▸ **Aim of the exercise**:
The answer must consist only of the lines from the line with "#[derive(Debug, Clone, Copy, PartialEq, Eq)]" to the line with "let label = match band", both included, exactly as they stand below.

▸ **Provided records**:
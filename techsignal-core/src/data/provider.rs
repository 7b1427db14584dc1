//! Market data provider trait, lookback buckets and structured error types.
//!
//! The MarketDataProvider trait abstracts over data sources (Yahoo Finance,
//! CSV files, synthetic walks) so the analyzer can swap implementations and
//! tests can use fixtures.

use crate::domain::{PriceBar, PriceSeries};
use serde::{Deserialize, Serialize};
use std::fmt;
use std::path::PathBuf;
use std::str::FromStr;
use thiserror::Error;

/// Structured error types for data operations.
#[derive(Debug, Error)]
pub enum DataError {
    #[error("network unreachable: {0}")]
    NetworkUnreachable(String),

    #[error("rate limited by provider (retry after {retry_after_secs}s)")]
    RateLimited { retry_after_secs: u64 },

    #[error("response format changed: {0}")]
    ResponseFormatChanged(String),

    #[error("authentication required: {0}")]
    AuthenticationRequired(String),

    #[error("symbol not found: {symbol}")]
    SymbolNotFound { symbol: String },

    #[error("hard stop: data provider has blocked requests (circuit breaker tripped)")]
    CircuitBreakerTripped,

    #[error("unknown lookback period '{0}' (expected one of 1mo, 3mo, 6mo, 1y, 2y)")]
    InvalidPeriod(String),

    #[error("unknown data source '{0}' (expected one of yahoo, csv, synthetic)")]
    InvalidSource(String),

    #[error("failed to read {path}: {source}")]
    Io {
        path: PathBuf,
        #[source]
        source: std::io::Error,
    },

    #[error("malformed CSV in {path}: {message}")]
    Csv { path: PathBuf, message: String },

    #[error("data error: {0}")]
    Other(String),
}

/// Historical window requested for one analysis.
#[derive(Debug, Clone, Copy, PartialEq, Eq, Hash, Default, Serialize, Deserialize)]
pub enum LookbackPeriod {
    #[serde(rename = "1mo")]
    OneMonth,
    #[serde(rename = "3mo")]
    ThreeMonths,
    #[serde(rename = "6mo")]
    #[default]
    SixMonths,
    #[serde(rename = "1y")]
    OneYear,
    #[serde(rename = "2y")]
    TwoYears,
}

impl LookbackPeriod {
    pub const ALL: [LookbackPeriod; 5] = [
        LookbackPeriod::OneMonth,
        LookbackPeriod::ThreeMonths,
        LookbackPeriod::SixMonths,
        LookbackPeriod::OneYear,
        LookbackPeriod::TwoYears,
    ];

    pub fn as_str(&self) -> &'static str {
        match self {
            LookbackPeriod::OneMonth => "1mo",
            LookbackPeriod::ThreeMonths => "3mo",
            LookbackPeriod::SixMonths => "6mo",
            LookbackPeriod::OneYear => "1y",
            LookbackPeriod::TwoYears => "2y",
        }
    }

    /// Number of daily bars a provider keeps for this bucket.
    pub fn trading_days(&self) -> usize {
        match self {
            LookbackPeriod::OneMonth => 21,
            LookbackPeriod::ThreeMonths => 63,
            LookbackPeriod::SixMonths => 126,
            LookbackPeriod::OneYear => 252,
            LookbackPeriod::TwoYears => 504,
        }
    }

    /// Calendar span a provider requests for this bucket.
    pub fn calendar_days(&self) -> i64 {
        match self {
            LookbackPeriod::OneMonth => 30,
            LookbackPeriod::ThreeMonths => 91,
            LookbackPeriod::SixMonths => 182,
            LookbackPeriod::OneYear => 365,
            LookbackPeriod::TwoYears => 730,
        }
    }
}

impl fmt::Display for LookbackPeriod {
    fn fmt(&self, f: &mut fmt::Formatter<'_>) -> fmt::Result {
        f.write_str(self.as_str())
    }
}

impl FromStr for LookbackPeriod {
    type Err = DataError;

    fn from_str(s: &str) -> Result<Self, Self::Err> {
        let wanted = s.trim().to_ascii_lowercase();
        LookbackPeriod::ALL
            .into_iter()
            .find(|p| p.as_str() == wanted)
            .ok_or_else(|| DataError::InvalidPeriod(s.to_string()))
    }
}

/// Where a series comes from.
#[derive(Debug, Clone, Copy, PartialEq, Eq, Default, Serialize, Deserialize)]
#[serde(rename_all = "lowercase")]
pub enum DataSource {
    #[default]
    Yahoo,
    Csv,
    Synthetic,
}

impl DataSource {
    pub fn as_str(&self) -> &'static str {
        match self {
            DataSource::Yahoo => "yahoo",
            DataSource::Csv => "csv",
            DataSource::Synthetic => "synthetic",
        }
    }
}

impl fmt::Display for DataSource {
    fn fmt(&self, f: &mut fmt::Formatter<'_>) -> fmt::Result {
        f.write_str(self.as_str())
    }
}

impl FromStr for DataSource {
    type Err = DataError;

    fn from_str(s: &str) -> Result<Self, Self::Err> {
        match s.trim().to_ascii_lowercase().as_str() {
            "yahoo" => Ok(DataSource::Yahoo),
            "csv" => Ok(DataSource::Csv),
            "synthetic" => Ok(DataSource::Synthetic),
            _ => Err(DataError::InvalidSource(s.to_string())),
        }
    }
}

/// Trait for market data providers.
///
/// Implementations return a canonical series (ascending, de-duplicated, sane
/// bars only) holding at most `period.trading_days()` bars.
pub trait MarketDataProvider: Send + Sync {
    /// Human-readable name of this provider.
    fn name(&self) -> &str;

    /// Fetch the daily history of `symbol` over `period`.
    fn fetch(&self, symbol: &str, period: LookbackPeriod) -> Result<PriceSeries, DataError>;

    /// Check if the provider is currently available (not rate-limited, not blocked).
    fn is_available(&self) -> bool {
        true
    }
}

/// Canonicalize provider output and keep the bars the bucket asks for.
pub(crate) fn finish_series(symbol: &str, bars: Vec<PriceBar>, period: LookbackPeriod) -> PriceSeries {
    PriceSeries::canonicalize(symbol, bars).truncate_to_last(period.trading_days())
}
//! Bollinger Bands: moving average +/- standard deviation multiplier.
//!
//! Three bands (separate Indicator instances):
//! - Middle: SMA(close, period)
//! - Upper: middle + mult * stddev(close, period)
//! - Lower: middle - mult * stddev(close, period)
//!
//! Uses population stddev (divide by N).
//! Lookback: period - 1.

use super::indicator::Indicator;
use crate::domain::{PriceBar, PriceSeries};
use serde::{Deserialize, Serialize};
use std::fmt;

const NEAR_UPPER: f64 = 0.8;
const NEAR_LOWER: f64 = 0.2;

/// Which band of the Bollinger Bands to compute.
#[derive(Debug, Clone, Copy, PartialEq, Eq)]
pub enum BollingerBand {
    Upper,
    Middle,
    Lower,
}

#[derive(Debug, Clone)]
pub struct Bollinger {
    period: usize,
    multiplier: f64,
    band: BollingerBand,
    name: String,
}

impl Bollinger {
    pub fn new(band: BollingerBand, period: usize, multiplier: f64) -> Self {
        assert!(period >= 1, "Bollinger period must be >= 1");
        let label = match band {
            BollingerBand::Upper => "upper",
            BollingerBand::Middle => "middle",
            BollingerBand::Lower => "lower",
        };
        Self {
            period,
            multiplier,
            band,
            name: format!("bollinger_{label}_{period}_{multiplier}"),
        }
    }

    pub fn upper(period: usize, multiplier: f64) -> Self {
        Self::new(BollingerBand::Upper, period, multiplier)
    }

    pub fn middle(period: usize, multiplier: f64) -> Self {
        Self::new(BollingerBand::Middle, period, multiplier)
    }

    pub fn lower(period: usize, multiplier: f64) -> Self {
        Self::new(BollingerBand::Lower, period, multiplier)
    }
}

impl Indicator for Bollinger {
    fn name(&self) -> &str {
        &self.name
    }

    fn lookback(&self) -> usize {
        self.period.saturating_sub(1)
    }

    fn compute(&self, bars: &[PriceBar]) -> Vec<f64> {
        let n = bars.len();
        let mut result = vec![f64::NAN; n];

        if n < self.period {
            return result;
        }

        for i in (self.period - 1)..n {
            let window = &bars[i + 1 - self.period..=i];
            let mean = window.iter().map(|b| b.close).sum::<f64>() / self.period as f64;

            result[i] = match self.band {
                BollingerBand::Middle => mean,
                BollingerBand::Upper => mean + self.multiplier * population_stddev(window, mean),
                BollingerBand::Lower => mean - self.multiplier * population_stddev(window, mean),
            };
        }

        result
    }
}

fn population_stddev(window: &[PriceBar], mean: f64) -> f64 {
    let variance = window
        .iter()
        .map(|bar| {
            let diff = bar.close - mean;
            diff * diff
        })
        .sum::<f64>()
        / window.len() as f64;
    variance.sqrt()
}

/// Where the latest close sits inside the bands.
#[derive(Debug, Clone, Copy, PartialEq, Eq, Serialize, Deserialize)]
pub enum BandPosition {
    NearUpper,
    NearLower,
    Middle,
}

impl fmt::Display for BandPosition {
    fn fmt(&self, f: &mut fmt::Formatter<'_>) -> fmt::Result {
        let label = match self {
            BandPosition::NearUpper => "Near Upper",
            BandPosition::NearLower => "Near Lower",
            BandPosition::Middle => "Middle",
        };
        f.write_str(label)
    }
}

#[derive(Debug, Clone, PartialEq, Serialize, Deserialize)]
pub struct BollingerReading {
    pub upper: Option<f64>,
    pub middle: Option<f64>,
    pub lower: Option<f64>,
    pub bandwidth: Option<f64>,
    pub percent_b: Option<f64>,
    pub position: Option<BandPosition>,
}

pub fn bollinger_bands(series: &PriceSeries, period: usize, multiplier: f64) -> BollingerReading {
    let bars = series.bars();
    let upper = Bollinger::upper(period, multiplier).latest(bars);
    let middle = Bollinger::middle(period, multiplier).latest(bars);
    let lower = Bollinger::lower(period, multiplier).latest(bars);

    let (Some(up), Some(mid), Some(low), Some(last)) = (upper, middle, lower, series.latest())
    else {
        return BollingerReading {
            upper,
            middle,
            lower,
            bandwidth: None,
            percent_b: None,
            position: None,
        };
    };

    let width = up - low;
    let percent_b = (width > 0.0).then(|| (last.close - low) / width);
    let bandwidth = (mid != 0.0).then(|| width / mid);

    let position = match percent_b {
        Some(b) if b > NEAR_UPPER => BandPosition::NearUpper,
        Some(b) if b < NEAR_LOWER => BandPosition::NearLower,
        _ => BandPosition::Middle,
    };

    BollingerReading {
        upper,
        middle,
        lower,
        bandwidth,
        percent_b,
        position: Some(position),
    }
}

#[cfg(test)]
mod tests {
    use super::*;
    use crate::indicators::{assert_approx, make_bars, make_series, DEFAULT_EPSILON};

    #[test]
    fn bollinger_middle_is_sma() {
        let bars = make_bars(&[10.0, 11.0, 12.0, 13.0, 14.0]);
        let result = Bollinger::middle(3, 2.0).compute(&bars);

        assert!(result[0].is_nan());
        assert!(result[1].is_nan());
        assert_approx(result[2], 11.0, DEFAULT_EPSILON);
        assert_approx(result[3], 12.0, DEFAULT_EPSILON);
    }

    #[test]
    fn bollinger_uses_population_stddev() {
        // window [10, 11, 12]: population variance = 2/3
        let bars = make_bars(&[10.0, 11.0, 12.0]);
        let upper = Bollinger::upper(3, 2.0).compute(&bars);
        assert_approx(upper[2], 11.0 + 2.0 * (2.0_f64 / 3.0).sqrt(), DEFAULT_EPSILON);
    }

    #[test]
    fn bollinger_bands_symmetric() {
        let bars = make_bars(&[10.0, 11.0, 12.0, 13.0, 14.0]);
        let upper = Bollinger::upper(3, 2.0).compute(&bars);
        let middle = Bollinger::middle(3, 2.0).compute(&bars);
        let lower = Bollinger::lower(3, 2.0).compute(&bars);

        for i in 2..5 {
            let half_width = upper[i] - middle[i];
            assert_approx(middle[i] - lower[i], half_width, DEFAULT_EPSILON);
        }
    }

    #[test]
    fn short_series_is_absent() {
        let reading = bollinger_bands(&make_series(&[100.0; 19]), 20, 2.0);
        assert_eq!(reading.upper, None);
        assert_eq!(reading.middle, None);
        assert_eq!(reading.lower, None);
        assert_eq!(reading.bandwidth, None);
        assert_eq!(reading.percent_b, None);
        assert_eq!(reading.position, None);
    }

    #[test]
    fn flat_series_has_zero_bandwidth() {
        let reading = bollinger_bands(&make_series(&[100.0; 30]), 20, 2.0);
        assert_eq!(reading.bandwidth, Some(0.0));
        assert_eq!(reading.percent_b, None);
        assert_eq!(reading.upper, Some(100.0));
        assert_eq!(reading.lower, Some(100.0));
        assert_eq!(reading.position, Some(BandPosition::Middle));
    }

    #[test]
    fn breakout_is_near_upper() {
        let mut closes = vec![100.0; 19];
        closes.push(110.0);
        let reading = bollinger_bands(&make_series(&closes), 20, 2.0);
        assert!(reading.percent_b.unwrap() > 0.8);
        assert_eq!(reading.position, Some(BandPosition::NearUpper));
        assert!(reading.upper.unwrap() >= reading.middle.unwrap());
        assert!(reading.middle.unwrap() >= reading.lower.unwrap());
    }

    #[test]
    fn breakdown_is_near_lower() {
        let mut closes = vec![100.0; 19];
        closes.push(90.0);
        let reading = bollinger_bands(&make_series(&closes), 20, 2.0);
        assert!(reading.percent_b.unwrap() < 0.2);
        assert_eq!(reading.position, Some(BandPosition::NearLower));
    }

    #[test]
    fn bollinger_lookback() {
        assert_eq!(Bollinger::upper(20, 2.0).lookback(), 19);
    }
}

▸ **Reply**:
#[derive(Debug, Clone, Copy, PartialEq, Eq)]
pub enum BollingerBand {
    Upper,
    Middle,
    Lower,
}

#[derive(Debug, Clone)]
pub struct Bollinger {
    period: usize,
    multiplier: f64,
    band: BollingerBand,
    name: String,
}

impl Bollinger {
    pub fn new(band: BollingerBand, period: usize, multiplier: f64) -> Self {
        assert!(period >= 1, "Bollinger period must be >= 1");
        let label = match band {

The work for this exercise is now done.